((

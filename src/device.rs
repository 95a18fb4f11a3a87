//! Viewport width to device class.
//!
//! Two independent predicates come out of the width: the coarse `mobile`
//! gate (`< 768`) that particle counts and frame throttling branch on, and
//! the four-step scale factor that sizes every new star. They overlap but
//! do not line up; a 900px viewport is not mobile yet scales by 0.9.

const SMALL_MOBILE_MAX: f32 = 480.0;
const MOBILE_MAX: f32 = 768.0;
const DESKTOP_LITE_MAX: f32 = 1024.0;

#[derive(Clone, Copy, Debug, PartialEq, Eq)]
pub enum DeviceTier {
    SmallMobile,
    Mobile,
    Desktop,
}

#[derive(Clone, Copy, Debug, PartialEq)]
pub struct DeviceProfile {
    width: f32,
    scale_factor: f32,
}

impl DeviceProfile {
    pub fn from_width(width: f32) -> Self {
        let scale_factor = if width < SMALL_MOBILE_MAX {
            0.6
        } else if width < MOBILE_MAX {
            0.75
        } else if width < DESKTOP_LITE_MAX {
            0.9
        } else {
            1.0
        };
        Self { width, scale_factor }
    }

    pub fn width(&self) -> f32 {
        self.width
    }

    pub fn scale_factor(&self) -> f32 {
        self.scale_factor
    }

    pub fn is_small_mobile(&self) -> bool {
        self.width < SMALL_MOBILE_MAX
    }

    pub fn is_mobile(&self) -> bool {
        self.width < MOBILE_MAX
    }

    pub fn tier(&self) -> DeviceTier {
        if self.is_small_mobile() {
            DeviceTier::SmallMobile
        } else if self.is_mobile() {
            DeviceTier::Mobile
        } else {
            DeviceTier::Desktop
        }
    }
}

))

■ TO DO ■
Go to the line in the material above that contains "pub enum DeviceTier" and copy exactly from there through the line that contains "if width < MOBILE_MAX", stopping after it.

■ RESULT FOR THIS EXERCISE ■
pub enum DeviceTier {
    SmallMobile,
    Mobile,
    Desktop,
}

#[derive(Clone, Copy, Debug, PartialEq)]
pub struct DeviceProfile {
    width: f32,
    scale_factor: f32,
}

impl DeviceProfile {
    pub fn from_width(width: f32) -> Self {
        let scale_factor = if width < SMALL_MOBILE_MAX {
            0.6
        } else if width < MOBILE_MAX {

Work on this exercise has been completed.